# ML Metrics Reference

Fiddler provides 35 built-in metrics for monitoring ML models in production. These metrics cover model performance, data drift, data integrity, traffic, and statistics. You can also define [custom metrics](https://docs.fiddler.ai/observability/platform/custom-metrics) using the [Fiddler Query Language](https://docs.fiddler.ai/observability/platform/fiddler-query-language).

{% hint style="info" %}
For LLM and GenAI application metrics, see the [LLM Observability Metrics Reference](https://docs.fiddler.ai/reference/llm-observability-metrics).
{% endhint %}

## Performance metrics

Performance metrics measure how well a model performs on its task. The available metrics depend on the model task type. For more details on performance monitoring workflows, see [Performance Tracking](https://docs.fiddler.ai/observability/platform/performance-tracking-platform).

### Binary classification

| Metric                      | API ID                       | Score Range   | Description                                                                                                        |
| --------------------------- | ---------------------------- | ------------- | ------------------------------------------------------------------------------------------------------------------ |
| Accuracy                    | `accuracy`                   | 0 -- 1        | (TP + TN) / (TP + TN + FP + FN)                                                                                    |
| Log Loss                    | `log_loss`                   | 0 -- infinity | Measures the difference between the predicted probability distribution and the true distribution                   |
| Precision                   | `precision`                  | 0 -- 1        | TP / (TP + FP). Requires a decision threshold.                                                                     |
| Recall / True Positive Rate | `recall`                     | 0 -- 1        | TP / (TP + FN). Requires a decision threshold.                                                                     |
| F1 Score                    | `f1_score`                   | 0 -- 1        | 2 \* (Precision \* Recall) / (Precision + Recall). Requires a decision threshold.                                  |
| False Positive Rate         | `fpr`                        | 0 -- 1        | FP / (FP + TN). Requires a decision threshold.                                                                     |
| AUC                         | `auc`                        | 0 -- 1        | Area Under the ROC Curve (histogram-based calculation). See also AUROC.                                            |
| AUROC                       | `auroc`                      | 0 -- 1        | Area Under the Receiver Operating Characteristic curve, plotting true positive rate against false positive rate    |
| Expected Calibration Error  | `expected_calibration_error` | 0 -- 1        | Measures the difference between predicted probabilities and empirical probabilities                                |
| Geometric Mean              | `geometric_mean`             | 0 -- 1        | Square root of (Precision \* Recall).
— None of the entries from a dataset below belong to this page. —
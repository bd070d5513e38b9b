//! Token counting and USD cost estimation for LLM provider traffic.

pub mod estimator;
pub mod pricing;
pub mod selector;
pub mod stream;
pub mod tokens;

pub use estimator::{AnthropicEstimator, AzureEstimator, CostEstimator, OpenAiEstimator};
pub use tokens::TokenCounter;

#[derive(Debug, thiserror::Error)]
pub enum CostError {
    #[error("no price known for model '{0}'")]
    UnknownModel(String),
    #[error("failed to load tokenizer: {0}")]
    Tokenizer(String),
}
Requires a decision threshold.                                               |
| Calibrated Threshold        | `calibrated_threshold`       | 0 -- 1        | A threshold that balances precision and recall at a particular operating point                                     |
| Data Count                  | `data_count`                 | 0 -- infinity | The number of events where target and output are both not NULL. Used as the denominator for accuracy calculations. |

### Multi-class classification

| Metric         | API ID           | Score Range   | Description                                                                                                              |
| -------------- | ---------------- | ------------- | ------------------------------------------------------------------------------------------------------------------------ |
| Accuracy       | `accuracy`       | 0 -- 1        | (Number of correctly classified samples) / Data Count                                                                    |
| Log Loss       | `log_loss`       | 0 -- infinity | Measures the difference between the predicted probability distribution and the true distribution, on a logarithmic scale |
| Log Loss Count | `log_loss_count` | 0 -- infinity | Count of events used in the Log Loss calculation                                                                         |

### Regression

| Metric                                          | API ID  | Score Range    | Description                                                                               |
| ----------------------------------------------- | ------- | -------------- | ----------------------------------------------------------------------------------------- |
| Mean Absolute Error (MAE)                       | `mae`   | 0 -- infinity  | Average of the absolute differences between predicted and true values                     |
| Mean Squared Error (MSE)                        | `mse`   | 0 -- infinity  | Average of the squared differences between predicted and true values                      |
| Mean Absolute Percentage Error (MAPE)           | `mape`  | 0 -- infinity  | Average of the absolute percentage differences between predicted and true values          |
| Weighted Mean Absolute Percentage Error (WMAPE) | `wmape` | 0 -- infinity  | Weighted average of the absolute percentage differences between predicted and true values |
| R-squared (R²)                                  | `r2`    | -infinity -- 1 | Proportion of variance in the dependent variable explained by the independent variables   |

### Ranking

| Metric                                       | API ID        | Score Range   | Description                                                                                                                 |
| -------------------------------------------- | ------------- | ------------- | --------------------------------------------------------------------------------------------------------------------------- |
| Mean Average Precision (MAP)                 | `map`         | 0 -- 1        | Average precision of relevant items in the top-k results. For binary relevance ranking only. Supports configurable `top_k`. |
| Normalized Discounted Cumulative Gain (NDCG) | `ndcg_mean`   | 0 -- 1        | Quality of the ranking by discounting relevance scores at lower ranks. Supports configurable `top_k`.                       |
| Query Count                                  | `query_count` | 0 -- infinity | Number of ranking queries in the time period                                                                                |

## Drift metrics

Drift metrics measure distributional changes between your baseline dataset and production data. High drift can indicate data pipeline issues or genuine shifts in the data distribution. Both metrics require a [baseline](https://docs.fiddler.ai/reference/glossary/baseline) dataset. For more details, see [Data Drift](https://docs.fiddler.ai/observability/platform/data-drift-platform).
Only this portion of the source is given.